**TASK DETAILS:** Beneath this instruction is a listing. Transcribe from it only the stretch from the line with "#[async_trait]" through the line with "let outbox = Outbox::default();", both end lines included, exactly as written.

**DATASET:**
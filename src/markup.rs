//! 派生画像を参照する `<picture>` マークアップ
//!
//! ブラウザは上から順にデコードできる形式を選ぶので、圧縮効率の高い
//! AVIF → WebP → 元のJPEG の順に並べる。3つのURLはベース名を共有し、
//! 拡張子だけが異なる。

use crate::types::DerivativeFormat;

/// `<picture>` の候補1つ
#[derive(Debug, Clone, PartialEq, Eq)]
pub struct PictureSource {
    pub url: String,
    pub mime_type: &'static str,
}

#[derive(Debug, Clone, Copy, PartialEq, Eq)]
pub enum Loading {
    Eager,
    Lazy,
}

#[derive(Debug, Clone, Copy, PartialEq, Eq)]
pub enum FetchPriority {
    High,
    Low,
    Auto,
}

/// `<picture>` の描画オプション
#[derive(Debug, Clone, Default)]
pub struct PictureOptions<'a> {
    pub class: Option<&'a str>,
    pub img_class: Option<&'a str>,
    pub loading: Option<Loading>,
    pub fetch_priority: Option<FetchPriority>,
    pub sizes: Option<&'a str>,
}

// 優先順の候補一覧（最後がフォールバック）
pub fn picture_sources(base_url: &str, name: &str) -> [PictureSource; 3] {
    let url = |ext: &str| format!("{}{}.{}", base_url, name, ext);
    [
        PictureSource {
            url: url(DerivativeFormat::Avif.extension()),
            mime_type: DerivativeFormat::Avif.mime_type(),
        },
        PictureSource {
            url: url(DerivativeFormat::Webp.extension()),
            mime_type: DerivativeFormat::Webp.mime_type(),
        },
        PictureSource {
            url: url("jpg"),
            mime_type: "image/jpeg",
        },
    ]
}

pub fn render_picture(base_url: &str, name: &str, alt: &str, options: &PictureOptions<'_>) -> String {
    let [avif, webp, fallback] = picture_sources(base_url, name);
    let sizes = options
        .sizes
        .map(|s| format!(" sizes=\"{}\"", escape_attr(s)))
        .unwrap_or_default();

    let mut html = String::new();
    match options.class {
        Some(class) => html.push_str(&format!("<picture class=\"{}\">", escape_attr(class))),
        None => html.push_str("<picture>"),
    }

    for source in [&avif, &webp] {
        html.push_str(&format!(
            "<source srcset=\"{}\" type=\"{}\"{}>",
            escape_attr(&source.url),
            source.mime_type,
            sizes
        ));
    }

    html.push_str(&format!(
        "<img src=\"{}\" alt=\"{}\"",
        escape_attr(&fallback.url),
        escape_attr(alt)
    ));
    if let Some(class) = options.img_class {
        html.push_str(&format!(" class=\"{}\"", escape_attr(class)));
    }
    if let Some(loading) = options.loading {
        let value = match loading {
            Loading::Eager => "eager",
            Loading::Lazy => "lazy",
        };
        html.push_str(&format!(" loading=\"{}\"", value));
    }
    html.push_str(" decoding=\"async\"");
    if let Some(priority) = options.fetch_priority {
        let value = match priority {
            FetchPriority::High => "high",
            FetchPriority::Low => "low",
            FetchPriority::Auto => "auto",
        };
        html.push_str(&format!(" fetchpriority=\"{}\"", value));
    }
    html.push_str(&sizes);
    html.push_str("></picture>");

    html
}

fn escape_attr(value: &str) -> String {
    let mut out = String::with_capacity(value.len());
    for c in value.chars() {
        match c {
            '&' => out.push_str("&amp;"),
            '"' => out.push_str("&quot;"),
            '<' => out.push_str("&lt;"),
            '>' => out.push_str("&gt;"),
            _ => out.push(c),
        }
    }
    out
}

#[cfg(test)]
mod tests {
    use super::*;

    #[test]
    fn sources_share_base_name_in_preference_order() {
        let sources = picture_sources("/academy/", "hero");
        let urls: Vec<&str> = sources.iter().map(|s| s.url.as_str()).collect();
        assert_eq!(urls, vec!["/academy/hero.avif", "/academy/hero.webp", "/academy/hero.jpg"]);
        assert_eq!(sources[0].mime_type, "image/avif");
        assert_eq!(sources[2].mime_type, "image/jpeg");
    }

    #[test]
    fn renders_minimal_picture() {
        let html = render_picture("/", "team", "Our coaches", &PictureOptions::default());
        assert_eq!(
            html,
            "<picture>\
             <source srcset=\"/team.avif\" type=\"image/avif\">\
             <source srcset=\"/team.webp\" type=\"image/webp\">\
             <img src=\"/team.jpg\" alt=\"Our coaches\" decoding=\"async\">\
             </picture>"
        );
    }

    #[test]
    fn renders_hints_and_escapes_attributes() {
        let options = PictureOptions {
            class: Some("hero"),
            img_class: None,
            loading: Some(Loading::Eager),
            fetch_priority: Some(FetchPriority::High),
            sizes: Some("100vw"),
        };
        let html = render_picture("/", "hero", "Beam & \"floor\"", &options);
        assert!(html.starts_with("<picture class=\"hero\">"));
        assert!(html.contains("<source srcset=\"/hero.avif\" type=\"image/avif\" sizes=\"100vw\">"));
        assert!(html.contains("alt=\"Beam &amp; &quot;floor&quot;\""));
        assert!(html.contains(" loading=\"eager\" decoding=\"async\" fetchpriority=\"high\" sizes=\"100vw\">"));
    }
}
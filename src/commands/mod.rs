pub mod discover;
pub mod optimize;
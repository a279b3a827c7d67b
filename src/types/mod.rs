mod derivative;
mod source;
mod summary;

pub use derivative::{DerivativeFormat, DerivativeSpec, DERIVATIVES};
pub use source::SourceImage;
pub use summary::{Outcome, Summary};
mod common;
mod history;
mod reminders;
pub mod collaboration;
pub mod config;
pub mod error;
pub mod telemetry;
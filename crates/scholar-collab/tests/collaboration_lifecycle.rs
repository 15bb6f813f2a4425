use std::sync::{Arc, Mutex};
use std::time::Duration;

use async_trait::async_trait;
use chrono::{NaiveDate, TimeZone, Utc};
use scholar_collab::collaboration::{
    CollaborationPatch, CollaborationService, CollaborationType, DeliveryStatus, EmailMessage,
    InMemoryCollaborationStore, NewCollaboration, NotificationError, NotificationGateway,
    ReminderConfig, ReminderScheduler, WorkflowSettings,
};

#[derive(Default, Clone)]
struct Outbox {
    messages: Arc<Mutex<Vec<EmailMessage>>>,
}

impl Outbox {
    fn subjects(&self) -> Vec<String> {
        self.messages
            .lock()
            .expect("outbox mutex poisoned")
            .iter()
            .map(|message| message.subject.clone())
            .collect()
    }
}

#[async_trait]
impl NotificationGateway for Outbox {
    async fn send(&self, message: &EmailMessage) -> Result<String, NotificationError> {
        let mut messages = self.messages.lock().expect("outbox mutex poisoned");
        messages.push(message.clone());
        Ok(format!("outbox-{}", messages.len()))
    }
}

#[tokio::test]
async fn recommendation_moves_from_request_to_reminder() {
    let store = Arc::new(InMemoryCollaborationStore::default());
    let student = store.add_student("ada@example.edu", "Ada");
    let collaborator = store.add_collaborator(
        student.user_id,
        "Grace",
        "Hopper",
        "grace@example.edu",
        Some("Counselor"),
    );
    let due = NaiveDate::from_ymd_opt(2024, 12, 15).expect("valid date");
    let application =
        store.add_application(student.user_id, "Gates Scholarship", "In Progress", Some(due));

    let outbox = Outbox::default();
    let gateway = Arc::new(outbox.clone());
    let service = CollaborationService::new(store.clone(), gateway.clone(), WorkflowSettings::default());

    let mut input = NewCollaboration::new(
        collaborator.id,
        application.id,
        CollaborationType::Recommendation,
    );
    input.next_action_due_date = Some(due);
    input.next_action_description = Some("Upload letter".to_string());
    let created = service
        .create(student.user_id, input)
        .expect("collaboration created");

    let invite = service
        .send_invitation(created.id(), student.user_id)
        .await
        .expect("invitation sent");
    assert_eq!(invite.delivery_status, DeliveryStatus::Sent);

    let accepted = service
        .update(
            created.id(),
            student.user_id,
            CollaborationPatch {
                status: Some("accepted".to_string()),
                ..Default::default()
            },
        )
        .expect("accepted");
    assert_eq!(accepted.status(), "accepted");

    let actions: Vec<String> = service
        .history(created.id(), student.user_id)
        .expect("history")
        .into_iter()
        .map(|entry| entry.action)
        .collect();
    assert_eq!(actions, vec!["accepted", "invited", "created"]);

    let scheduler = ReminderScheduler::new(
        store.clone(),
        gateway,
        ReminderConfig::default(),
        Duration::from_secs(5),
    );
    let now = Utc.with_ymd_and_hms(2024, 12, 12, 9, 0, 0).unwrap();
    let stats = scheduler.run(now).await;

    assert_eq!(stats.applications_reminded, 1);
    assert_eq!(stats.collaborations_reminded, 1);
    assert_eq!(stats.errors, 0);
    assert_eq!(stats.total_processed, 2);

    let subjects = outbox.subjects();
    assert_eq!(subjects.len(), 3, "invitation plus two reminders");
    assert!(subjects.contains(&"Gates Scholarship is due in 3 days".to_string()));
    assert!(subjects.contains(&"Reminder: Upload letter due in 3 days".to_string()));

    let repeat = scheduler.run(now + chrono::Duration::hours(2)).await;
    assert_eq!(repeat.applications_reminded + repeat.collaborations_reminded, 0);

    service
        .delete(created.id(), student.user_id)
        .expect("deleted");
    assert!(service.get(created.id(), student.user_id).is_err());
}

**RESPONSE TO THE EXERCISE:**
#[async_trait]
impl NotificationGateway for Outbox {
    async fn send(&self, message: &EmailMessage) -> Result<String, NotificationError> {
        let mut messages = self.messages.lock().expect("outbox mutex poisoned");
        messages.push(message.clone());
        Ok(format!("outbox-{}", messages.len()))
    }
}

#[tokio::test]
async fn recommendation_moves_from_request_to_reminder() {
    let store = Arc::new(InMemoryCollaborationStore::default());
    let student = store.add_student("ada@example.edu", "Ada");
    let collaborator = store.add_collaborator(
        student.user_id,
        "Grace",
        "Hopper",
        "grace@example.edu",
        Some("Counselor"),
    );
    let due = NaiveDate::from_ymd_opt(2024, 12, 15).expect("valid date");
    let application =
        store.add_application(student.user_id, "Gates Scholarship", "In Progress", Some(due));

    let outbox = Outbox::default();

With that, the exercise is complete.